------ Records shown ------
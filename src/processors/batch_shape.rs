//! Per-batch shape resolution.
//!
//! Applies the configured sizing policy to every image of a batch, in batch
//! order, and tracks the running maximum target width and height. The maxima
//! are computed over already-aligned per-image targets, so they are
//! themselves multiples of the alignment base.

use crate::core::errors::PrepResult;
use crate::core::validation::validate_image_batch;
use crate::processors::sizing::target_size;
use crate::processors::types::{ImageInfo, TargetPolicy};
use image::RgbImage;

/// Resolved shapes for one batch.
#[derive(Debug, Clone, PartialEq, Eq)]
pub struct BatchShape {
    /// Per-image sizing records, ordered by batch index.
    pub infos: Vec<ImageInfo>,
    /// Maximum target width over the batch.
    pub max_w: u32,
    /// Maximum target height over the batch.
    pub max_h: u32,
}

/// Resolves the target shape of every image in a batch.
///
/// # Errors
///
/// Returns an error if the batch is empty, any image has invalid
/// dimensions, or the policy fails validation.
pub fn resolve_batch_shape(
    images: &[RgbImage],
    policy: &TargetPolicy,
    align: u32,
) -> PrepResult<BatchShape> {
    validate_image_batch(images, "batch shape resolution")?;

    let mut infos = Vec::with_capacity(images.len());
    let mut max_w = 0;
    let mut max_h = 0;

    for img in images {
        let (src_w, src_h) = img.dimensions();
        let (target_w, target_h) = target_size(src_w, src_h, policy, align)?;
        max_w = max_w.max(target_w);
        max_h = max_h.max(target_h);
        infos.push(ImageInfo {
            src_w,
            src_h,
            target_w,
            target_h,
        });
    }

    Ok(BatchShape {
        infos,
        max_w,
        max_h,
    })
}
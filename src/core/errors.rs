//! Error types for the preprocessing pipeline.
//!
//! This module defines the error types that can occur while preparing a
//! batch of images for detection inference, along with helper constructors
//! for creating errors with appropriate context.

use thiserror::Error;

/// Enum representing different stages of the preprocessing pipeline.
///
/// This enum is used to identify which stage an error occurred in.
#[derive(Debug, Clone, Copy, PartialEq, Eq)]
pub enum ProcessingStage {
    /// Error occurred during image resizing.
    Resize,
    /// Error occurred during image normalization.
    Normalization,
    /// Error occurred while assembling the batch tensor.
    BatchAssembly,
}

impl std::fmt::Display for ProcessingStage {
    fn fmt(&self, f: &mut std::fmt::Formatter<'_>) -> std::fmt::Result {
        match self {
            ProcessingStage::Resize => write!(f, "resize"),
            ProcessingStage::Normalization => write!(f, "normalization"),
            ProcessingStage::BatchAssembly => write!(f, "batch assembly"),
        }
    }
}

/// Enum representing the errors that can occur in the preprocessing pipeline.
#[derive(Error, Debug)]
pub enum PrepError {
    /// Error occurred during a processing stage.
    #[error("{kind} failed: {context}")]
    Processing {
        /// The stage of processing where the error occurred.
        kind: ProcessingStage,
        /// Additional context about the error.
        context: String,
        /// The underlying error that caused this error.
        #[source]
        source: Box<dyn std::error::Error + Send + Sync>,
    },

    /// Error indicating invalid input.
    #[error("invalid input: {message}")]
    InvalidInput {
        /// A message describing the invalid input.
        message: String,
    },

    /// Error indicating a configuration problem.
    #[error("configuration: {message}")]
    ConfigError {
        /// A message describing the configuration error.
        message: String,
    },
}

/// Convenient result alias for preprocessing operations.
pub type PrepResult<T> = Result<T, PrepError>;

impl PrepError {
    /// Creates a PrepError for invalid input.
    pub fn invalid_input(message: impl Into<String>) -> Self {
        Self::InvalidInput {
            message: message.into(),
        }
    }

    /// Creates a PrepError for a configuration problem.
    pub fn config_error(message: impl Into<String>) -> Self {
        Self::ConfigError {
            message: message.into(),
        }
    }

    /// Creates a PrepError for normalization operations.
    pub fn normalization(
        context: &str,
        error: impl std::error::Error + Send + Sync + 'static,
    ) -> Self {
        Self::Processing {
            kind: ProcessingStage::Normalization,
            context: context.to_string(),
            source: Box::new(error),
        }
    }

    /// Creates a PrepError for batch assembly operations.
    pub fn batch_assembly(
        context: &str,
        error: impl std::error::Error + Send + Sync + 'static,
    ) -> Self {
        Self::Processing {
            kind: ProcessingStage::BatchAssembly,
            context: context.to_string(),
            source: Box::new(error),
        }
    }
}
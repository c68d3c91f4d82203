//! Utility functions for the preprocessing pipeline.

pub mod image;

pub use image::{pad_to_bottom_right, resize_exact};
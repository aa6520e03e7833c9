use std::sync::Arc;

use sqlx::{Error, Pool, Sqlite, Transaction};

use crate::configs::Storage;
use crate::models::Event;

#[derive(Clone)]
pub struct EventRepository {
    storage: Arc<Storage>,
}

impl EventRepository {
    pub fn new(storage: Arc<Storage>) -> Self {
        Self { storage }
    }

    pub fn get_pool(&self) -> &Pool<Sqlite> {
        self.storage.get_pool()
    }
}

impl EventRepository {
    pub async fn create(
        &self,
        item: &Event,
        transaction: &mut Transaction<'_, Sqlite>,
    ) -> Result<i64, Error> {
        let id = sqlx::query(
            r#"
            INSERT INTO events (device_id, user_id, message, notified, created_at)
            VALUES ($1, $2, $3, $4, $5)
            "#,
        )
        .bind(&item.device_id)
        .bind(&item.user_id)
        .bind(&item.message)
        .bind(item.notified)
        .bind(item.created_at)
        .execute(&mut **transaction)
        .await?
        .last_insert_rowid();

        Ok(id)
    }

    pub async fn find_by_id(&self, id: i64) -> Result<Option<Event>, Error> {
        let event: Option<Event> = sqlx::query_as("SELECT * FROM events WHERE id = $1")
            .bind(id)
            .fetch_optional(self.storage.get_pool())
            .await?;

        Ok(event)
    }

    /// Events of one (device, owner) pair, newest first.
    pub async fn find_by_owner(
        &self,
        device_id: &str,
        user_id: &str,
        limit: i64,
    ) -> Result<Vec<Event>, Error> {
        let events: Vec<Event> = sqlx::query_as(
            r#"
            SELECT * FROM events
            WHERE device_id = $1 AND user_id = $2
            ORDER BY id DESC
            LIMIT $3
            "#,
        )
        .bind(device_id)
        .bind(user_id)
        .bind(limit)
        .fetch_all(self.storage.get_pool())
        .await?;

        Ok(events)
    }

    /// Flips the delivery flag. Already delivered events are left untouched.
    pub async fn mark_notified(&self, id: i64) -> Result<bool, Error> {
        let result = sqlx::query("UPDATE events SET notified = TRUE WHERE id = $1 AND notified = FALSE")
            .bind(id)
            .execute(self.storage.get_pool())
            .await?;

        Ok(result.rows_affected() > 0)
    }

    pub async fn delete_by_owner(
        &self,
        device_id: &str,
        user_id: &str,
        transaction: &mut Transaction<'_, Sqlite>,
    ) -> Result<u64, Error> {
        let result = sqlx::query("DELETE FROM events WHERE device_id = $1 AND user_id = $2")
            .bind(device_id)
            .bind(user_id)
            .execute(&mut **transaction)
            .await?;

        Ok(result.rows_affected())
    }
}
------
------ Records shown ------
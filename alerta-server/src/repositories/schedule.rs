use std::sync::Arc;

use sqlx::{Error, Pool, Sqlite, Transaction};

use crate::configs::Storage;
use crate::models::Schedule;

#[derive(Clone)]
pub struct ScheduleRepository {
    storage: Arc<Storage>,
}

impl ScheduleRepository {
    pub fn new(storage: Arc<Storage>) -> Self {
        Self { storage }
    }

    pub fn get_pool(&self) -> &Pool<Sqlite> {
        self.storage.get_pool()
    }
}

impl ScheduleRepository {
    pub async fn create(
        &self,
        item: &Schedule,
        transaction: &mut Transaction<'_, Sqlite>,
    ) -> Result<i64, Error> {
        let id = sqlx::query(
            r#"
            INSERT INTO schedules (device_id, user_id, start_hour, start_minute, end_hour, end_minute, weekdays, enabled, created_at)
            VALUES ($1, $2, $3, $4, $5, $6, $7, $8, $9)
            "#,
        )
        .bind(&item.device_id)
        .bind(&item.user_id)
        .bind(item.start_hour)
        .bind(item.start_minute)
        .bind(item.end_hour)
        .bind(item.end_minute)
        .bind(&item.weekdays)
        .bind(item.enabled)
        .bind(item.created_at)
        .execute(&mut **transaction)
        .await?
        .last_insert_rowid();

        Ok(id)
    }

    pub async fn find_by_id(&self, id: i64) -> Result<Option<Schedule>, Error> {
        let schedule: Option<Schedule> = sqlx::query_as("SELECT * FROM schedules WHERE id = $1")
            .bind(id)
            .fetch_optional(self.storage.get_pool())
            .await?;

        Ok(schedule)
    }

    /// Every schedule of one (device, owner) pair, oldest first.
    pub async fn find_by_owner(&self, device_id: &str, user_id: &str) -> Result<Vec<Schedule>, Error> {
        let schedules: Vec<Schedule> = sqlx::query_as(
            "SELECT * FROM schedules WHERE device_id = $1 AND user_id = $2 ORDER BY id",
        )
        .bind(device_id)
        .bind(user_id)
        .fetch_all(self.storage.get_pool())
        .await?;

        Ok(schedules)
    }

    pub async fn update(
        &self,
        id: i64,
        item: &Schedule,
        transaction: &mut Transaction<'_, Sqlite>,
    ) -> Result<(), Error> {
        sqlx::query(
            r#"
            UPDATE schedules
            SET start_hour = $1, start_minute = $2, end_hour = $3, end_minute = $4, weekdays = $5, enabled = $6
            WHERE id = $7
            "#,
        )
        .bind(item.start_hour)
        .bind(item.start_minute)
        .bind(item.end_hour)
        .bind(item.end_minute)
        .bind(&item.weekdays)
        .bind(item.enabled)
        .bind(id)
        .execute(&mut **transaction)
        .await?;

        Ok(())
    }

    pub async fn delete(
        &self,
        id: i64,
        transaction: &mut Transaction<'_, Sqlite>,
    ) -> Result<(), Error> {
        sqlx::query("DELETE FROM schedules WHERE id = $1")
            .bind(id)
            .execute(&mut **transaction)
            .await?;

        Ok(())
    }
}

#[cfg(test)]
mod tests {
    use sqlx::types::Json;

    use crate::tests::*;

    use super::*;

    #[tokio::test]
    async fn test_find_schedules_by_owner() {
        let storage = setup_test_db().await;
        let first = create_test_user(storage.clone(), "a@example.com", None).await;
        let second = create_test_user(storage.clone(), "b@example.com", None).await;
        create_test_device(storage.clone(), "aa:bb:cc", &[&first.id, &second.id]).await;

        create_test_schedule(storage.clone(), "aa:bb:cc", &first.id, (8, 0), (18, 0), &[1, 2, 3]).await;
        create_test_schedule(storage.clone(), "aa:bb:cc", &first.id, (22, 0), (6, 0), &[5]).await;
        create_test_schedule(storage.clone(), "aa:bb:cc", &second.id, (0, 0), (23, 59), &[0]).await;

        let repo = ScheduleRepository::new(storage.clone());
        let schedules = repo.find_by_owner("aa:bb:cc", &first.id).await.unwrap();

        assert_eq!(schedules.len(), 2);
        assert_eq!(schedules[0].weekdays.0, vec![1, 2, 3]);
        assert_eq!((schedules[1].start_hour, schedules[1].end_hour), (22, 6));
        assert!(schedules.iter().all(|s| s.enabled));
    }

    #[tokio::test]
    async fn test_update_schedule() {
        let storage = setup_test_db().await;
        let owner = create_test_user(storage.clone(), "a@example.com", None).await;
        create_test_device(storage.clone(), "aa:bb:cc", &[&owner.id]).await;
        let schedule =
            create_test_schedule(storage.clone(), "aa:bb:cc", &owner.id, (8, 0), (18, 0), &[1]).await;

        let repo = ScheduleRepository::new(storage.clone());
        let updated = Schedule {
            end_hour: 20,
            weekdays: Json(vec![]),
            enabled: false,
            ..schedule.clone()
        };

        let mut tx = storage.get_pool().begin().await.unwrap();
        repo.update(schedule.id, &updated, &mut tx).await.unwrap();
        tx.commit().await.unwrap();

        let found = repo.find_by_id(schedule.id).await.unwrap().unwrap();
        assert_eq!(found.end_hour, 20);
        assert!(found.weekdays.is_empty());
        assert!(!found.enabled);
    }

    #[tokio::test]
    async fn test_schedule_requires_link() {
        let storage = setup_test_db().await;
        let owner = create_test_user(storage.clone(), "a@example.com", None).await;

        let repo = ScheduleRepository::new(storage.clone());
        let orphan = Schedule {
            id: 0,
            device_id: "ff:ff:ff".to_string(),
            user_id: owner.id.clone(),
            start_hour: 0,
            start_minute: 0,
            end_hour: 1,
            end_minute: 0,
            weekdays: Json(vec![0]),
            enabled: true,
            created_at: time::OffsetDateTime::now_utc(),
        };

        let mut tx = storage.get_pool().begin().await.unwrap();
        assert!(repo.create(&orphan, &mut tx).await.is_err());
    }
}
------
▸ **Required work**:
Only the lines above starting at the line that holds "#[derive(Debug, Clone, Copy, PartialEq, Eq)]" and ending at the line that holds "a processing stage." are to be repeated, exactly and in full.

▸ **Answer to this exercise**:
#[derive(Debug, Clone, Copy, PartialEq, Eq)]
pub enum ProcessingStage {
    /// Error occurred during image resizing.
    Resize,
    /// Error occurred during image normalization.
    Normalization,
    /// Error occurred while assembling the batch tensor.
    BatchAssembly,
}

impl std::fmt::Display for ProcessingStage {
    fn fmt(&self, f: &mut std::fmt::Formatter<'_>) -> std::fmt::Result {
        match self {
            ProcessingStage::Resize => write!(f, "resize"),
            ProcessingStage::Normalization => write!(f, "normalization"),
            ProcessingStage::BatchAssembly => write!(f, "batch assembly"),
        }
    }
}

/// Enum representing the errors that can occur in the preprocessing pipeline.
#[derive(Error, Debug)]
pub enum PrepError {
    /// Error occurred during a processing stage.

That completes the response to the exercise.